Hmmm.
My first birth was very traumatic and I struggled with the memories postnatally. I thought my husband would be an amazing source of support but he wasn't. I was shocked at how horrible he was to me in the early months, how impatient and resentful he seemed as I struggled with my mental health. He had always seemed so caring and supportive in the 5 years we had been together prior to having our child.
After I had our second child (no post natal mental health issues, not a traumatic birth) he realised that my behaviour first time around had been abnormal and not just me being a distracted, distant mother for the sake of it. I think some kind of Daddy Bear instinct was unleashed within him at the birth of our first, which meant he had a lot of misguided feelings of disappointment as to how I responded to motherhood.
My husband has become less selfish with time, and has matured a lot. However, I hadn't spotted that selfishness until after we had kids. I hadn't realised it was there before.

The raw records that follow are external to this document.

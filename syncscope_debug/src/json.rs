// Copyright 2026 the Syncscope Authors
// SPDX-License-Identifier: Apache-2.0 OR MIT

//! JSON export of recorded events.
//!
//! [`export`] writes the events held by a
//! [`RecorderSink`](super::recorder::RecorderSink) as a pretty-printed JSON
//! array, one object per event, in emission order.

use std::io::{self, Write};

use serde_json::{Value, json};

use crate::recorder::{RecordedEvent, RecordedLabel};

/// Exports recorded events as a JSON array.
///
/// Connector events look like
///
/// ```json
/// { "type": "connector", "kind": "registered", "level": "debug",
///   "connector": { "name": "Button", "id": "b1" },
///   "parent": { "name": "Root", "id": "root" } }
/// ```
///
/// with `"parent": null` for parentless connectors. Scope events carry
/// `"type": "scope"` and a `"count"` instead of labels.
pub fn export(events: &[RecordedEvent], writer: &mut dyn Write) -> io::Result<()> {
    let values: Vec<Value> = events.iter().map(to_value).collect();
    serde_json::to_writer_pretty(writer, &values)?;
    Ok(())
}

fn to_value(event: &RecordedEvent) -> Value {
    match event {
        RecordedEvent::Connector {
            kind,
            connector,
            parent,
        } => json!({
            "type": "connector",
            "kind": kind.as_str(),
            "level": kind.level().as_str(),
            "connector": label(connector),
            "parent": parent.as_ref().map(label),
        }),
        RecordedEvent::Scope(e) => json!({
            "type": "scope",
            "kind": e.kind.as_str(),
            "level": e.level().as_str(),
            "count": e.count,
        }),
    }
}

fn label(l: &RecordedLabel) -> Value {
    json!({ "name": l.name, "id": l.id })
}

I now realise too that my husband cannot handle vulnerability and struggles to cope when I am in a very needy, undignified position. For example, I know he found it uncomfortable when I soiled myself during the pushing stage of labour, or when I needed help to shower after a c section. He struggled to handle my expressions of pain during labour, but less so after the c section.
After the births of the children I had a lot resentment and felt like he didn't love me as much as I had originally thought. However, humans are frail and flawed, and incredibly complex beings. I see his avoidance of my vulnerability as his own weakness. He provides huge amounts of strength in other ways and I have forgiven him for the emotional distance that I experienced at the time. Those experiences have actually bonded us over time.
Does my husband love me less? Sometimes I suspect so. He has seen me at my most raw and vulnerable and I think it was a shock that I wasn't the sexy whippersnapper I had been before. We gripe about daily chores, the mental load, who did what etc but then we face so much together as a team and that brings together a great deal of solid togetherness.
Just as having children can push you to the end of yourself, you see it happening in your partner too. It's complicated and you both have to learn to be in a marriage with someone who has changed a lot. We have come through it all and have come out the other side. We recently had a 3rd baby, 7 years after our first and this time was very different. We were on the same page and he was amazing. I honestly think he is a gem and I have a huge amount of respect for him, and I think he feels the same about me. He doesn't idolise me in the way he maybe did before, that head over heels feeling, but there is a much deeper connection that only comes with sailing unchartered seas together and coming out the other side clinging to eachother rather than drifting so far apart we lose eachother.